Extra Cheese

By A blog by Gary Bernhardt, Creator & Destroyer of Software

17 May 2010

This is a tar pipe:

(cd src && tar -cf - .) | (cd dest && tar -xpf -)

It basically means "copy the src directory to dst, preserving permissions and other special stuff." It does this by firing up two tars – one tarring up src, the other untarring to dst, and wiring them together.

You can learn a whole lot about Unix from that one little command.

The Subshell

The ( starts a subshell. This is actually spawning a process using fork(2) – everything inside the parentheses is in a separate instance of bash. The subshell, by virtue of being a separate process, is a natural namespacing mechanism: the parent bash won't see the child's changes to variables and – important for our case – the working directory. This is why we used a subshell: it isolates the cd to only the subshell doing the tar.

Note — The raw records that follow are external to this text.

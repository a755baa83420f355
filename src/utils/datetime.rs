//! RFC 2822 and ISO 8601 parsing and formatting
//!
//! Both parsers hand the text to [`freeform::parse`] first. Only when that
//! yields nothing do they tokenize the string themselves, normalize it, and
//! build the instant from the pieces.

use crate::constants::ISO8601_FORMAT;
use crate::error::{DateError, Result};
use crate::utils::freeform;
use chrono::{DateTime, Duration, FixedOffset, NaiveDate, TimeZone, Utc, Weekday};

/// Fields pulled out of an RFC 2822 string by the fallback tokenizer.
#[derive(Debug, Clone, Copy, PartialEq, Eq)]
pub struct Rfc2822Fields<'a> {
    pub day: &'a str,
    pub month: &'a str,
    pub year: &'a str,
    pub hours: &'a str,
    pub minutes: &'a str,
    pub seconds: &'a str,
    pub zone: &'a str,
}

impl Rfc2822Fields<'_> {
    /// Reassemble as `day month year hours:minutes:seconds zone`.
    pub fn canonical(&self) -> String {
        format!(
            "{} {} {} {}:{}:{} {}",
            self.day, self.month, self.year, self.hours, self.minutes, self.seconds, self.zone
        )
    }
}

/// Fields pulled out of an ISO 8601 string by the fallback tokenizer.
///
/// `month` is one-based here, as written.
#[derive(Debug, Clone, Copy, PartialEq, Eq)]
pub struct Iso8601Fields {
    pub year: i64,
    pub month: i64,
    pub day: i64,
    pub hours: i64,
    pub minutes: i64,
    pub seconds: i64,
    pub offset_hours: i64,
    pub offset_minutes: i64,
}

impl Iso8601Fields {
    /// Offset in milliseconds, as written (always positive).
    pub fn offset_millis(&self) -> i64 {
        (self.offset_hours * 60 + self.offset_minutes) * 60_000
    }
}

/// Parse an RFC 2822 date such as `Tue, 26 Jan 2016 13:48:02 GMT`.
///
/// Strings the free-form parser rejects are tokenized, normalized to
/// `day month year hh:mm:ss zone` and parsed again.
///
/// # Arguments
/// * `text` - Date string, ideally RFC 2822 but free-form text is accepted
///
/// # Returns
/// * `Result<DateTime<FixedOffset>>` - Parsed instant in its written offset, or why it failed
///
/// # Errors
/// * [`DateError::InvalidFormat`] - a token is missing or empty
/// * [`DateError::Unrecognized`] - the normalized string is still not a date
pub fn parse_rfc2822(text: &str) -> Result<DateTime<FixedOffset>> {
    if let Some(dt) = freeform::parse(text) {
        return Ok(dt);
    }

    log::debug!("Falling back to RFC 2822 tokenizer for '{}'", text);
    let fields = tokenize_rfc2822(text)?;
    let canonical = fields.canonical();
    freeform::parse(&canonical).ok_or_else(|| DateError::unrecognized(text))
}

/// Split an RFC 2822 string into its fields.
///
/// Tokens are separated by single spaces; a leading weekday is optional and
/// dropped, and the day may carry a trailing comma.
///
/// # Arguments
/// * `text` - RFC 2822-shaped string such as `Sun, 17 May 1998 03:00:00 GMT+01`
///
/// # Returns
/// * `Result<Rfc2822Fields>` - Borrowed field slices, or `InvalidFormat` naming the missing field
pub fn tokenize_rfc2822(text: &str) -> Result<Rfc2822Fields<'_>> {
    let mut tokens = text.split(' ').peekable();
    if tokens.peek().is_some_and(|token| is_weekday(token)) {
        tokens.next();
    }

    let day = required(text, tokens.next(), "day")?;
    let day = day.strip_suffix(',').unwrap_or(day);
    let month = required(text, tokens.next(), "month")?;
    let year = required(text, tokens.next(), "year")?;
    let time = required(text, tokens.next(), "time")?;
    let zone = required(text, tokens.next(), "timezone")?;

    if tokens.next().is_some() {
        return Err(DateError::invalid_format(text, "unexpected trailing token"));
    }
    if day.is_empty() {
        return Err(DateError::invalid_format(text, "missing day"));
    }

    let mut parts = time.split(':');
    let hours = required(text, parts.next(), "hours")?;
    let minutes = required(text, parts.next(), "minutes")?;
    let seconds = required(text, parts.next(), "seconds")?;
    if parts.next().is_some() {
        return Err(DateError::invalid_format(text, "time has more than three parts"));
    }

    Ok(Rfc2822Fields {
        day,
        month,
        year,
        hours,
        minutes,
        seconds,
        zone,
    })
}

fn required<'a>(input: &str, token: Option<&'a str>, name: &str) -> Result<&'a str> {
    token
        .filter(|token| !token.is_empty())
        .ok_or_else(|| DateError::invalid_format(input, format!("missing {}", name)))
}

fn is_weekday(token: &str) -> bool {
    let name = token.strip_suffix(',').unwrap_or(token);
    !name.is_empty() && name.chars().all(|c| c.is_ascii_alphabetic()) && name.parse::<Weekday>().is_ok()
}

/// Parse an ISO 8601 date such as `2016-01-19T16:07:37+00:00`.
///
/// Strings the free-form parser rejects are sliced at fixed positions
/// (`YYYY-MM-DD` and `hh:mm:ss`, then an optional `+hh:mm`). The offset is
/// added to the UTC instant built from the fields. Only `+` offsets are
/// recognized on this path; a `-hh:mm` suffix is ignored.
///
/// # Arguments
/// * `text` - Date string, ideally ISO 8601 but free-form text is accepted
///
/// # Returns
/// * `Result<DateTime<FixedOffset>>` - Parsed instant, or why it failed
///
/// # Errors
/// * [`DateError::InvalidFormat`] - the date or time part is missing, or a
///   field is absent or not numeric
/// * [`DateError::Unrecognized`] - the fields do not describe a representable instant
pub fn parse_iso8601(text: &str) -> Result<DateTime<FixedOffset>> {
    if let Some(dt) = freeform::parse(text) {
        return Ok(dt);
    }

    log::debug!("Falling back to ISO 8601 tokenizer for '{}'", text);
    let fields = tokenize_iso8601(text)?;
    let utc = utc_from_fields(&fields).ok_or_else(|| DateError::unrecognized(text))?;
    let shifted = utc
        .checked_add_signed(Duration::milliseconds(fields.offset_millis()))
        .ok_or_else(|| DateError::unrecognized(text))?;
    Ok(shifted.fixed_offset())
}

/// Split an ISO 8601 string into its numeric fields.
///
/// # Arguments
/// * `text` - String shaped like `YYYY-MM-DDThh:mm:ss[+hh[:mm]]`
///
/// # Returns
/// * `Result<Iso8601Fields>` - Fields as written, with no range checks
pub fn tokenize_iso8601(text: &str) -> Result<Iso8601Fields> {
    let mut halves = text.split('T');
    let date = halves.next().unwrap_or_default();
    let time_and_zone = halves.next().unwrap_or_default();
    let time_and_zone = time_and_zone.strip_suffix('Z').unwrap_or(time_and_zone);

    let mut pieces = time_and_zone.split('+');
    let time = pieces.next().unwrap_or_default();
    let offset = pieces.next().unwrap_or_default();

    if date.is_empty() {
        return Err(DateError::invalid_format(text, "missing date"));
    }
    if time.is_empty() {
        return Err(DateError::invalid_format(text, "missing time"));
    }
    if offset.is_empty() && time.contains('-') {
        log::warn!("Negative UTC offset in '{}' is not supported and was ignored", text);
    }

    let (offset_hours, offset_minutes) = if offset.is_empty() {
        (0, 0)
    } else {
        let minutes = if offset.len() > 3 {
            field(text, offset, 3..5, "offset minutes")?
        } else {
            0
        };
        (field(text, offset, 0..2, "offset hours")?, minutes)
    };

    Ok(Iso8601Fields {
        year: field(text, date, 0..4, "year")?,
        month: field(text, date, 5..7, "month")?,
        day: field(text, date, 8..10, "day")?,
        hours: field(text, time, 0..2, "hours")?,
        minutes: field(text, time, 3..5, "minutes")?,
        seconds: field(text, time, 6..8, "seconds")?,
        offset_hours,
        offset_minutes,
    })
}

fn field(input: &str, part: &str, range: std::ops::Range<usize>, name: &str) -> Result<i64> {
    let digits = part
        .get(range)
        .ok_or_else(|| DateError::invalid_format(input, format!("missing {}", name)))?;
    if digits.is_empty() || !digits.bytes().all(|b| b.is_ascii_digit()) {
        return Err(DateError::invalid_format(input, format!("{} is not numeric", name)));
    }
    digits
        .parse()
        .map_err(|_| DateError::invalid_format(input, format!("{} is not numeric", name)))
}

/// Build a UTC instant from calendar fields, rolling over out-of-range
/// months, days and times into the next unit (month 13 is January of the
/// following year, day 0 is the last day of the previous month).
pub(crate) fn utc_from_fields(fields: &Iso8601Fields) -> Option<DateTime<Utc>> {
    let total_months = fields.year.checked_mul(12)?.checked_add(fields.month - 1)?;
    let year = i32::try_from(total_months.div_euclid(12)).ok()?;
    let month = u32::try_from(total_months.rem_euclid(12) + 1).ok()?;

    let first = NaiveDate::from_ymd_opt(year, month, 1)?.and_hms_opt(0, 0, 0)?;
    let elapsed = Duration::days(fields.day - 1)
        + Duration::hours(fields.hours)
        + Duration::minutes(fields.minutes)
        + Duration::seconds(fields.seconds);
    Some(first.checked_add_signed(elapsed)?.and_utc())
}

/// Format as ISO 8601 in UTC with millisecond precision.
///
/// # Arguments
/// * `dt` - Any instant, in any time zone
///
/// # Returns
/// * `String` - For example `2016-01-19T08:07:37.000Z`
pub fn format_iso8601<Tz: TimeZone>(dt: &DateTime<Tz>) -> String {
    dt.with_timezone(&Utc).format(ISO8601_FORMAT).to_string()
}

/// Format as RFC 2822 in the value's own offset.
///
/// # Arguments
/// * `dt` - Any instant whose offset can be displayed
///
/// # Returns
/// * `String` - For example `Tue, 26 Jan 2016 13:48:02 +0100`
pub fn format_rfc2822<Tz: TimeZone>(dt: &DateTime<Tz>) -> String
where
    Tz::Offset: std::fmt::Display,
{
    dt.to_rfc2822()
}

/// Milliseconds since the Unix epoch.
pub fn to_epoch_millis<Tz: TimeZone>(dt: &DateTime<Tz>) -> i64 {
    dt.timestamp_millis()
}

/// Instant at `millis` milliseconds since the Unix epoch, if representable.
pub fn from_epoch_millis(millis: i64) -> Option<DateTime<Utc>> {
    DateTime::from_timestamp_millis(millis)
}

The cd changes the subshell process's working directory to src. After that comes &&. Logically, this means "do the next thing only if the previous one worked; otherwise, fail." Under the hood, it's testing $?, the previous command's exit code variable, and failing if it's not 0. The weird thing about && is that it means "only continue if the return code was 0", which is the opposite of what you'd expect from a real programming language. But Unix commands (and most C functions, for that matter) return 0 on success, so it all works out.

The Tar

Now that we've cded to src, we start a tar. -c means "create a tarball", as opposed to extracting or listing. -f tells tar what file to create, and it's getting an argument of -, which is the Unix convention for stdout. The final argument, ., means "the current directory", so the whole command together means "tar up the current directory and dump the tar data to stdout."

Stdout is one of three special file descriptors in Unix: stdin, stdout, and stderr. At a terminal, the keys you type are going into the shell's stdin, and the output it shows you is coming from stdout. Stderr is basically another stdout, but used for errors. If our tar command failed, the error messages would show up on our terminal via stderr even though the stdout is being piped away.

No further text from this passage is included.